Lindsey on...Post-Olympic success
"Two years ago at Valmalenco [the competition that took place after Vancouver] I knocked myself out for two minutes, so after not coming through in Vancouver and immediately getting a win right after it was like, 'see I know it was in there, something just wasn't right that day.'
"To win there after really injuring myself was incredible. It was scary just to go back and revisit that place so I felt like I conquered two fears in that sense.
"I've been coming here for a while and I think this is my ninth year. I'm pretty excited to still be a part of it and it's the biggest event of the year for the fundraisers and it's always so much fun to see the Hammerstein ballroom completely bedazzled in a different way."

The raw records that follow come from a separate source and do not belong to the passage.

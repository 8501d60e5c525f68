use std::sync::Arc;

use mongodb::Client as MongoClient;

use crate::config::Config;
use crate::repositories::{MongoStore, Store};

/// Application state shared across all handlers
#[derive(Clone)]
pub struct AppState {
    pub store: Arc<dyn Store>,
    pub config: Config,
}

impl AppState {
    /// Create a new AppState by connecting to MongoDB and preparing indexes
    pub async fn new(config: Config) -> Result<Self, AppStateError> {
        let client = MongoClient::with_uri_str(&config.mongodb_url)
            .await
            .map_err(|e| AppStateError::Mongo(e.to_string()))?;
        let db = client.database(&config.mongodb_database);

        let store = MongoStore::new(&db);
        store
            .ensure_indexes()
            .await
            .map_err(|e| AppStateError::Index(e.to_string()))?;

        Ok(Self {
            store: Arc::new(store),
            config,
        })
    }

    /// Create AppState with a custom store (for testing)
    pub fn with_store(config: Config, store: Arc<dyn Store>) -> Self {
        Self { store, config }
    }
}

#[derive(Debug, thiserror::Error)]
pub enum AppStateError {
    #[error("MongoDB connection error: {0}")]
    Mongo(String),

    #[error("Index creation error: {0}")]
    Index(String),
}
use serde::Serialize;
use utoipa::ToSchema;

use crate::error::{AppError, AppResult};

/// Plain `{ message }` envelope for operations with no resource payload
#[derive(Debug, Serialize, ToSchema)]
pub struct MessageResponse {
    pub message: String,
}

impl MessageResponse {
    pub fn new(message: &str) -> Self {
        Self {
            message: message.to_string(),
        }
    }
}

/// Require a body field to be present and non-blank, yielding its value.
/// Missing required input is answered with 401 rather than 400.
pub fn require_field(value: Option<String>, message: &str) -> AppResult<String> {
    match value {
        Some(v) if !v.trim().is_empty() => Ok(v),
        _ => Err(AppError::InvalidRequest(message.to_string())),
    }
}

/// Require a message body. Absent or empty input answers "Invalid request";
/// whitespace-only input is called out with the given prompt.
pub fn require_message(value: Option<String>, blank_message: &str) -> AppResult<String> {
    let message = match value {
        Some(m) if !m.is_empty() => m,
        _ => return Err(AppError::InvalidRequest("Invalid request".to_string())),
    };
    if message.trim().is_empty() {
        return Err(AppError::InvalidRequest(blank_message.to_string()));
    }
    Ok(message)
}
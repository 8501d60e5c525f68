use bson::oid::ObjectId;
use serde::{Deserialize, Serialize};

/// Comment document in the `comments` collection.
#[derive(Debug, Clone, Serialize, Deserialize)]
pub struct Comment {
    #[serde(rename = "_id")]
    pub id: ObjectId,
    pub message: String,
    #[serde(rename = "byUser")]
    pub by_user: ObjectId,
    #[serde(rename = "toProject")]
    pub to_project: ObjectId,
    #[serde(rename = "createdAt")]
    pub created_at: bson::DateTime,
    #[serde(rename = "updatedAt")]
    pub updated_at: bson::DateTime,
}

/// Author fields joined into comment listings.
#[derive(Debug, Clone, Serialize, Deserialize)]
pub struct CommentAuthor {
    #[serde(rename = "_id")]
    pub id: ObjectId,
    pub username: String,
}

/// Commented project fields joined into comment listings.
#[derive(Debug, Clone, Serialize, Deserialize)]
pub struct ParentProject {
    #[serde(rename = "_id")]
    pub id: ObjectId,
    pub title: String,
}

/// Listing shape: a comment joined with its author and its project.
#[derive(Debug, Clone, Serialize, Deserialize)]
pub struct CommentWithContext {
    #[serde(rename = "_id")]
    pub id: ObjectId,
    pub message: String,
    #[serde(rename = "byUser")]
    pub by_user: ObjectId,
    #[serde(rename = "toProject")]
    pub to_project: ObjectId,
    #[serde(rename = "createdAt")]
    pub created_at: bson::DateTime,
    #[serde(rename = "updatedAt")]
    pub updated_at: bson::DateTime,
    #[serde(rename = "commentByUser")]
    pub comment_by_user: Option<CommentAuthor>,
    #[serde(rename = "commentToProject")]
    pub comment_to_project: Option<ParentProject>,
}
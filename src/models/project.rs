use bson::oid::ObjectId;
use serde::{Deserialize, Serialize};

use crate::models::user::PublicUser;

/// Project document in the `projects` collection.
#[derive(Debug, Clone, Serialize, Deserialize)]
pub struct Project {
    #[serde(rename = "_id")]
    pub id: ObjectId,
    pub title: String,
    pub description: String,
    /// Owning user; set once at creation and never updated afterwards.
    pub owner: ObjectId,
    #[serde(skip_serializing_if = "Option::is_none")]
    pub likes: Option<i64>,
    #[serde(rename = "codeURL", skip_serializing_if = "Option::is_none")]
    pub code_url: Option<String>,
    #[serde(rename = "hostedURL", skip_serializing_if = "Option::is_none")]
    pub hosted_url: Option<String>,
    #[serde(rename = "createdAt")]
    pub created_at: bson::DateTime,
    #[serde(rename = "updatedAt")]
    pub updated_at: bson::DateTime,
}

/// Project creation DTO (without id and timestamps)
#[derive(Debug, Clone)]
pub struct CreateProject {
    pub title: String,
    pub description: String,
    pub owner: ObjectId,
    pub likes: Option<i64>,
    pub code_url: Option<String>,
    pub hosted_url: Option<String>,
}

/// Listing shape: a project joined with its owner's public fields.
#[derive(Debug, Clone, Serialize, Deserialize)]
pub struct ProjectWithOwner {
    #[serde(rename = "_id")]
    pub id: ObjectId,
    pub title: String,
    pub description: String,
    pub owner: ObjectId,
    pub likes: Option<i64>,
    #[serde(rename = "codeURL")]
    pub code_url: Option<String>,
    #[serde(rename = "hostedURL")]
    pub hosted_url: Option<String>,
    #[serde(rename = "createdAt")]
    pub created_at: bson::DateTime,
    #[serde(rename = "updatedAt")]
    pub updated_at: bson::DateTime,
    /// Joined owner document; absent when the owning user was deleted.
    pub user: Option<PublicUser>,
}

/// Detail shape for a single project lookup. The projection is fixed and
/// drops timestamps and the raw owner id in favour of the joined user.
#[derive(Debug, Clone, Serialize, Deserialize)]
pub struct ProjectDetail {
    #[serde(rename = "_id")]
    pub id: ObjectId,
    pub title: String,
    pub description: String,
    #[serde(rename = "createdByUser")]
    pub created_by_user: Option<PublicUser>,
    pub likes: Option<i64>,
    #[serde(rename = "codeURL")]
    pub code_url: Option<String>,
    #[serde(rename = "hostedURL")]
    pub hosted_url: Option<String>,
}
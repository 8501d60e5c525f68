use axum::{
    extract::{FromRequestParts, Request, State},
    http::{header::AUTHORIZATION, request::Parts},
    middleware::Next,
    response::Response,
};
use bson::oid::ObjectId;

use crate::error::AppError;
use crate::services::{AuthService, Claims};
use crate::state::AppState;

/// Authenticated user info extracted from JWT
#[derive(Debug, Clone)]
pub struct AuthUser {
    pub id: ObjectId,
    pub username: String,
    pub email: String,
}

impl TryFrom<Claims> for AuthUser {
    type Error = AppError;

    fn try_from(claims: Claims) -> Result<Self, Self::Error> {
        let id = ObjectId::parse_str(&claims.sub).map_err(|_| AppError::InvalidToken)?;
        Ok(Self {
            id,
            username: claims.username,
            email: claims.email,
        })
    }
}

/// Extractor for AuthUser - can be used directly in handlers
/// Example: `async fn handler(user: AuthUser) -> ... { }`
impl<S> FromRequestParts<S> for AuthUser
where
    S: Send + Sync,
{
    type Rejection = AppError;

    async fn from_request_parts(parts: &mut Parts, _state: &S) -> Result<Self, Self::Rejection> {
        parts
            .extensions
            .get::<AuthUser>()
            .cloned()
            .ok_or(AppError::Unauthorized)
    }
}

/// Auth middleware - validates JWT and injects AuthUser into request extensions
pub async fn auth_middleware(
    State(state): State<AppState>,
    mut request: Request,
    next: Next,
) -> Result<Response, AppError> {
    // Extract token from Authorization header
    let token = request
        .headers()
        .get(AUTHORIZATION)
        .and_then(|value| value.to_str().ok())
        .and_then(|value| value.strip_prefix("Bearer "))
        .ok_or(AppError::Unauthorized)?;

    // Verify token and get claims
    let claims = AuthService::verify_token(token, &state.config)?;

    // Insert AuthUser into request extensions
    let auth_user = AuthUser::try_from(claims)?;
    request.extensions_mut().insert(auth_user);

    // Continue to handler
    Ok(next.run(request).await)
}
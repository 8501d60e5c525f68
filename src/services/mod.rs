pub mod auth;

pub use auth::{AuthService, Claims};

Lindsey on...Moving to California for the summer
"It was fantastic. I was out there since the beginning of June, I was doing my workouts every day, surfing whenever there were waves, going on bike rides and pretty much being ridiculously active...also I took pilot lessons which was a new fun thing that I started doing.
"Gidgit (her dog) loves California life. She was fit enough to pace me when I was cruising on my beach cruiser and then I even got a motorcycle later in the simmer and I put the backpack backwards and she would just sit right in the front of it and she loved going everywhere with me. We were two peas in a pod there and we absolutely loved it."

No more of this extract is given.